*Instructions for the task*:
Given the records below, would you repeat exactly the lines that begin at the one containing "analysed partial tracks." and end at the one containing "if frequencies.len() != amplitudes.len()", inclusive?

Data extracted from a collection

☆ ☆ ☆ ☆

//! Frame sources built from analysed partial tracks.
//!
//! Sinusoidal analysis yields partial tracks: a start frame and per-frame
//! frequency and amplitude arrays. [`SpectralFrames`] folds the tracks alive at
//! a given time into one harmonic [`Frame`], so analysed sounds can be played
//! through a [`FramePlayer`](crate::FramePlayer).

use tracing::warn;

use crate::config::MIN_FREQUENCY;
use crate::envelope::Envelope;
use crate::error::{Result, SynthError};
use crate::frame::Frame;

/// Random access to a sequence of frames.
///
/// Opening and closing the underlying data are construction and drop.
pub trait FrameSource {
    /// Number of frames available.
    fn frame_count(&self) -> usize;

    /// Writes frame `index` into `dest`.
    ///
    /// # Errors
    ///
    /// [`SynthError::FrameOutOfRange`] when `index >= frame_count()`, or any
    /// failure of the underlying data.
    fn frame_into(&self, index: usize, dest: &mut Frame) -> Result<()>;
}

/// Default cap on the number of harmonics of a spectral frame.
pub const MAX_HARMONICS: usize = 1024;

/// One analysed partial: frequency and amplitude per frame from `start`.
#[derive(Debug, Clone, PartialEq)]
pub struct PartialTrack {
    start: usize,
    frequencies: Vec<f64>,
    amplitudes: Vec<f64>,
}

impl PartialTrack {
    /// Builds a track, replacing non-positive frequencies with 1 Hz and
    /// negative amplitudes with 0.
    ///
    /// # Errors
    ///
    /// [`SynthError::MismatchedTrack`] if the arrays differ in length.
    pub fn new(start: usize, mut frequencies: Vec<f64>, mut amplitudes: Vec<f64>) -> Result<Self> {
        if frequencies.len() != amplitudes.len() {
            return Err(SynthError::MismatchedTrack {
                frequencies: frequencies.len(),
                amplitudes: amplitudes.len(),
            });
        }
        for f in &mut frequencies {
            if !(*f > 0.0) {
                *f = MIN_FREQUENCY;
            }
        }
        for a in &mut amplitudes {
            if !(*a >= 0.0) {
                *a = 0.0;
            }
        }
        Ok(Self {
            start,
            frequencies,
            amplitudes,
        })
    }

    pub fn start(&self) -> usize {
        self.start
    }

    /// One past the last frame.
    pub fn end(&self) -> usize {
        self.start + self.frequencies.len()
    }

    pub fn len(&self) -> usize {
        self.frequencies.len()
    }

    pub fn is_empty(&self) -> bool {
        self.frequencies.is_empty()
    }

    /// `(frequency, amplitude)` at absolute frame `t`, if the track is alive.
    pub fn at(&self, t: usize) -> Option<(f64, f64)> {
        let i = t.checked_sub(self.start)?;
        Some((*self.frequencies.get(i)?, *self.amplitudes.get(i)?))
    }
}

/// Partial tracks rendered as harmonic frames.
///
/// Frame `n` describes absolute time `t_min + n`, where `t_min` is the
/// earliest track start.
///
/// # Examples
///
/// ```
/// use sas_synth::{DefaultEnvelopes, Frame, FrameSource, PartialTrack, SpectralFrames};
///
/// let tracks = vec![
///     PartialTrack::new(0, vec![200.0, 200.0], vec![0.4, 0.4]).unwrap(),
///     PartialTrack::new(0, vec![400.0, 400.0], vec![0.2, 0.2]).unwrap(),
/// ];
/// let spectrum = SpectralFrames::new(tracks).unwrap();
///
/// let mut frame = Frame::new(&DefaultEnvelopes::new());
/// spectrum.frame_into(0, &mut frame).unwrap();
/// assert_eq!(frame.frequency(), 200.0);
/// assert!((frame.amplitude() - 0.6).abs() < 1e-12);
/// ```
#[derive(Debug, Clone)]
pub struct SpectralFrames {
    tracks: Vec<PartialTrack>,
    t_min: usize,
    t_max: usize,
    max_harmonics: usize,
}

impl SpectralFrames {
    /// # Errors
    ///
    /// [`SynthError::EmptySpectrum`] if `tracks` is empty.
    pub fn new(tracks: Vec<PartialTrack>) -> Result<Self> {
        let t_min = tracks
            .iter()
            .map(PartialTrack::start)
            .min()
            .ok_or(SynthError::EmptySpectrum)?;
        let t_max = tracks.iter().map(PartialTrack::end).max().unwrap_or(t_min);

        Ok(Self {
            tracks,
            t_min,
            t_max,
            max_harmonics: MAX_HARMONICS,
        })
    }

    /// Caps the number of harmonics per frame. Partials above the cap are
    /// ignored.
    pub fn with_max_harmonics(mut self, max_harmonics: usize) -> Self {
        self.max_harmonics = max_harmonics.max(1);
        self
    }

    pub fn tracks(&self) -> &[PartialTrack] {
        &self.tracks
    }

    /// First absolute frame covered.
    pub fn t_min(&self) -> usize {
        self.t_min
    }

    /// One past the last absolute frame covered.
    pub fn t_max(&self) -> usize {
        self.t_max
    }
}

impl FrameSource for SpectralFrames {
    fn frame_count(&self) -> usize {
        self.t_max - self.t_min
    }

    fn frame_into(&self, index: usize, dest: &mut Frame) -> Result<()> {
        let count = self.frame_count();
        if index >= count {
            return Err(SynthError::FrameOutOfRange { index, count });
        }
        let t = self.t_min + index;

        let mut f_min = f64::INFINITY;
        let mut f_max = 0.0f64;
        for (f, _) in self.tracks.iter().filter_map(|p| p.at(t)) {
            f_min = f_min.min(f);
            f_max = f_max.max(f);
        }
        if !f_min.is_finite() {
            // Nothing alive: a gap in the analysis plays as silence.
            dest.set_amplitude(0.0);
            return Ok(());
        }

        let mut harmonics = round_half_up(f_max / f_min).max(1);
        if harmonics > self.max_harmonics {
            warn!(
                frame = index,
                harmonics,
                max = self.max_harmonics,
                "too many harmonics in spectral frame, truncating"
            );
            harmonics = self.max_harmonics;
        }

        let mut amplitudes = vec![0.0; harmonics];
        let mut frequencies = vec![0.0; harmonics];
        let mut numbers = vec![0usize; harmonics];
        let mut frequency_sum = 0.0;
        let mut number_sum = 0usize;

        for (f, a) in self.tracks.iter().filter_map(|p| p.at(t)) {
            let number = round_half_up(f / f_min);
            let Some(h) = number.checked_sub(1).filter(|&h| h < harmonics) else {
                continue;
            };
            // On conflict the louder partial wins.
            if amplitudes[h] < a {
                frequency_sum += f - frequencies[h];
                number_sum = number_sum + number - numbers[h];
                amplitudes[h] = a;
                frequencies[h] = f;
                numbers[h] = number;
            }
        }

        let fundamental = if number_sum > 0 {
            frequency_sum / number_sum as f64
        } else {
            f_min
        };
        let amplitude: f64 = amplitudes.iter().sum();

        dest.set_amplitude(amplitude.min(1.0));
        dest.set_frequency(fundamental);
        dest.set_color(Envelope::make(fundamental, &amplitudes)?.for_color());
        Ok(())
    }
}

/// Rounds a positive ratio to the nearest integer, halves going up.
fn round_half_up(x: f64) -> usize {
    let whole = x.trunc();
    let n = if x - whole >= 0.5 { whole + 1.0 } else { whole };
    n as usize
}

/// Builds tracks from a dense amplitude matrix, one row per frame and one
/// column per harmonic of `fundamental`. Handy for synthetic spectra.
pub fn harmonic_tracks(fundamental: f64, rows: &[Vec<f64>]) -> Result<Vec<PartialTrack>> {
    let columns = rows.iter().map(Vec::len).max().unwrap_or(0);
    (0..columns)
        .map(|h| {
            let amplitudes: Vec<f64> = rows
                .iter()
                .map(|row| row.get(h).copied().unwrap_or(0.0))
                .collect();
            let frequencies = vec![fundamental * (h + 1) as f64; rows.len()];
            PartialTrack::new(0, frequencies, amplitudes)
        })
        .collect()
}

☆ ☆ ☆ ☆

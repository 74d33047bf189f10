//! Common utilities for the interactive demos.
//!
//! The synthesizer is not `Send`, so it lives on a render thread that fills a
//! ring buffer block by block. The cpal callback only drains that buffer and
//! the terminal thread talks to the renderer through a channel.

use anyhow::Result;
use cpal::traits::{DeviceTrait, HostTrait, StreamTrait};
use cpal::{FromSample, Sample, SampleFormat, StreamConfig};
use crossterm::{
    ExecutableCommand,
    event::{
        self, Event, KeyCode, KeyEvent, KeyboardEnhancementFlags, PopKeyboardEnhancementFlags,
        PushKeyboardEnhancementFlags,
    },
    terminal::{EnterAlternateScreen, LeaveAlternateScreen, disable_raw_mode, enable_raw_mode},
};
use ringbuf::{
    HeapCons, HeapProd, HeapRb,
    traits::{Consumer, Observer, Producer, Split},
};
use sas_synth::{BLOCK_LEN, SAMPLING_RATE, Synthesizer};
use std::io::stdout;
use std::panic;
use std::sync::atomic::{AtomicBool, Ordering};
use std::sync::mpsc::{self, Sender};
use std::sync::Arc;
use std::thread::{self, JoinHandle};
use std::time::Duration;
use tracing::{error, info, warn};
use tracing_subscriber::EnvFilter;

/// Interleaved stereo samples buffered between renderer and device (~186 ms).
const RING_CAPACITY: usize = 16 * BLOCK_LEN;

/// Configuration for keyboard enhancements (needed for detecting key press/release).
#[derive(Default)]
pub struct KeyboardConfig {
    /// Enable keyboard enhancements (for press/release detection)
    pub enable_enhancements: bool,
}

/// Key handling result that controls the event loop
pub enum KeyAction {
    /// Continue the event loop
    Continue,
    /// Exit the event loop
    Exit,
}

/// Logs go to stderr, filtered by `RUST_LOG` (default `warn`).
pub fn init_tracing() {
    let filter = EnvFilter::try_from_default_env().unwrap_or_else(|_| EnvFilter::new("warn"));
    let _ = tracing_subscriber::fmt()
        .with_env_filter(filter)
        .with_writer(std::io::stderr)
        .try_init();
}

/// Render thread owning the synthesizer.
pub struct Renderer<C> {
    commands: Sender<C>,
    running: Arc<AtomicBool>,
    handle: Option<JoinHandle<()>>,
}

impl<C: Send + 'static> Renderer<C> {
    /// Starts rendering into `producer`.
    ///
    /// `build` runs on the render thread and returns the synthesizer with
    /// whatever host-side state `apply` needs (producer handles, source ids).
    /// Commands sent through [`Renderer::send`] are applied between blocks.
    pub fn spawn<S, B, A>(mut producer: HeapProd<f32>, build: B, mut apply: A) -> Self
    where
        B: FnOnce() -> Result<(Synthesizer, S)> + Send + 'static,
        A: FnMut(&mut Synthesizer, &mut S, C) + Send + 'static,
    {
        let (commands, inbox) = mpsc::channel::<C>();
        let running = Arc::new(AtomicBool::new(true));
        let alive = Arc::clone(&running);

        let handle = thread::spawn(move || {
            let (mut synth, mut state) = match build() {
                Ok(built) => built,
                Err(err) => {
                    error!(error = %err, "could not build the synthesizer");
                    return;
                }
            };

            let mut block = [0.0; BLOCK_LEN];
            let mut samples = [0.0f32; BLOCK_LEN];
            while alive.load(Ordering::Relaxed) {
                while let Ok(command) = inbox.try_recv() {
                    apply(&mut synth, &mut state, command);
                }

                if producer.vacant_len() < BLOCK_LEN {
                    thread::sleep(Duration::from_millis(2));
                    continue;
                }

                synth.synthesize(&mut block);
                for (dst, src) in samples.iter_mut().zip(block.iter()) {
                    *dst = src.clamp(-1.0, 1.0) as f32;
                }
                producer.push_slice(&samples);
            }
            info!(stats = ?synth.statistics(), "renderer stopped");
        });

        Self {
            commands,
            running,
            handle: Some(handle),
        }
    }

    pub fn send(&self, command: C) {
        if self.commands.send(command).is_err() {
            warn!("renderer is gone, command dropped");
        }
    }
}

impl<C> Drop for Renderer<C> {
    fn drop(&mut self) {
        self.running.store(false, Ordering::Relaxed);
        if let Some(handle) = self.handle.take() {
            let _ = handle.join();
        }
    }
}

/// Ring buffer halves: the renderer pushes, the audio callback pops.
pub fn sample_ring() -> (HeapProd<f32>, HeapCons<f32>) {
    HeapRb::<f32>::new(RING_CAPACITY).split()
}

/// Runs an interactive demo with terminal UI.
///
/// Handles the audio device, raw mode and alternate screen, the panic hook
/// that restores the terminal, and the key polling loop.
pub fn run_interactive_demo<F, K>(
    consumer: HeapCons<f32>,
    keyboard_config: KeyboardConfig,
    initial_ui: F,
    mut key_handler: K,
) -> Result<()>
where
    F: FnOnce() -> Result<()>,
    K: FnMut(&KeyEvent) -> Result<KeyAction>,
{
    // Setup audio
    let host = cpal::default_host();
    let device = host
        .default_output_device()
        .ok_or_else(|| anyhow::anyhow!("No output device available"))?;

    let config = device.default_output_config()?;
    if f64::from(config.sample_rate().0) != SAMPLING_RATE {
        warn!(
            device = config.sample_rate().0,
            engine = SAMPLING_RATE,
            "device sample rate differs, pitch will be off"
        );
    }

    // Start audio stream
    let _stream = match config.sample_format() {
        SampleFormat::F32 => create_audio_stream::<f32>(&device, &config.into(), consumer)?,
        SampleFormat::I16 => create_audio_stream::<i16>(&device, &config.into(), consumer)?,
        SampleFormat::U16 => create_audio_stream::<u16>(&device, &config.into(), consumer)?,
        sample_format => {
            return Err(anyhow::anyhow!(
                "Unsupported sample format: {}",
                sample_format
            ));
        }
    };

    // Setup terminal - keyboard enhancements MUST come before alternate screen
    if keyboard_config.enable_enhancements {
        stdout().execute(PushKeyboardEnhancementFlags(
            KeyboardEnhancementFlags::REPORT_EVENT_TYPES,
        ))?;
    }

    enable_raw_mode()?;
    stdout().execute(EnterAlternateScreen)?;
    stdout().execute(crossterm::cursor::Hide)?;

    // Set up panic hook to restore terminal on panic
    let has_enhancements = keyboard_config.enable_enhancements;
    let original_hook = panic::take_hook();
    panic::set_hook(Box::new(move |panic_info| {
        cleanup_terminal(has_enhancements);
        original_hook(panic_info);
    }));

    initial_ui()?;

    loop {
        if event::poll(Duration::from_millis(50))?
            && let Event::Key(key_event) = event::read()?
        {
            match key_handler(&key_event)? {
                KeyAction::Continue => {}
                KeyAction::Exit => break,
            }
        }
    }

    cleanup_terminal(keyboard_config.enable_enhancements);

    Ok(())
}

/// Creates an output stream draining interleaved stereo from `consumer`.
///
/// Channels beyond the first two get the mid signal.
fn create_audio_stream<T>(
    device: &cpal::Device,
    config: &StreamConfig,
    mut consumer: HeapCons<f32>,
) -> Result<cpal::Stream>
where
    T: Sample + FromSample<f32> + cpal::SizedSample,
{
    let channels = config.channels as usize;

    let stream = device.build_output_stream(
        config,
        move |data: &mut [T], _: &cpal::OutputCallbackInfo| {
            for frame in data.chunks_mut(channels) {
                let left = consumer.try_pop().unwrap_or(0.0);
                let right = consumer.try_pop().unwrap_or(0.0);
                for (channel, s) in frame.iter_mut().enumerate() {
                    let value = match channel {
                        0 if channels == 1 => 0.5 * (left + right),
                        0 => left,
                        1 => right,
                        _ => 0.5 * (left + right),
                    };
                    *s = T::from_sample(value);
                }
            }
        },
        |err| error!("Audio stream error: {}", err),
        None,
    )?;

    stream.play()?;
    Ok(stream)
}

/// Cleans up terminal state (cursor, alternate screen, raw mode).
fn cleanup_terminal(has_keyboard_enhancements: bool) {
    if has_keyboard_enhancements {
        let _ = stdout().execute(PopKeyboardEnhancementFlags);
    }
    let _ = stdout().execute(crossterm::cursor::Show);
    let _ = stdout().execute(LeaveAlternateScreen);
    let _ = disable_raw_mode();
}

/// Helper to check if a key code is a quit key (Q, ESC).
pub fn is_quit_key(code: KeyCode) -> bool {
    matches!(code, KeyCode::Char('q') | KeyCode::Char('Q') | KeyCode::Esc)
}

☆ ☆ ☆ ☆

*Answer space*:
//! Frame sources built from analysed partial tracks.
//!
//! Sinusoidal analysis yields partial tracks: a start frame and per-frame
//! frequency and amplitude arrays. [`SpectralFrames`] folds the tracks alive at
//! a given time into one harmonic [`Frame`], so analysed sounds can be played
//! through a [`FramePlayer`](crate::FramePlayer).

use tracing::warn;

use crate::config::MIN_FREQUENCY;
use crate::envelope::Envelope;
use crate::error::{Result, SynthError};
use crate::frame::Frame;

/// Random access to a sequence of frames.
///
/// Opening and closing the underlying data are construction and drop.
pub trait FrameSource {
    /// Number of frames available.
    fn frame_count(&self) -> usize;

    /// Writes frame `index` into `dest`.
    ///
    /// # Errors
    ///
    /// [`SynthError::FrameOutOfRange`] when `index >= frame_count()`, or any
    /// failure of the underlying data.
    fn frame_into(&self, index: usize, dest: &mut Frame) -> Result<()>;
}

/// Default cap on the number of harmonics of a spectral frame.
pub const MAX_HARMONICS: usize = 1024;

/// One analysed partial: frequency and amplitude per frame from `start`.
#[derive(Debug, Clone, PartialEq)]
pub struct PartialTrack {
    start: usize,
    frequencies: Vec<f64>,
    amplitudes: Vec<f64>,
}

impl PartialTrack {
    /// Builds a track, replacing non-positive frequencies with 1 Hz and
    /// negative amplitudes with 0.
    ///
    /// # Errors
    ///
    /// [`SynthError::MismatchedTrack`] if the arrays differ in length.
    pub fn new(start: usize, mut frequencies: Vec<f64>, mut amplitudes: Vec<f64>) -> Result<Self> {
        if frequencies.len() != amplitudes.len() {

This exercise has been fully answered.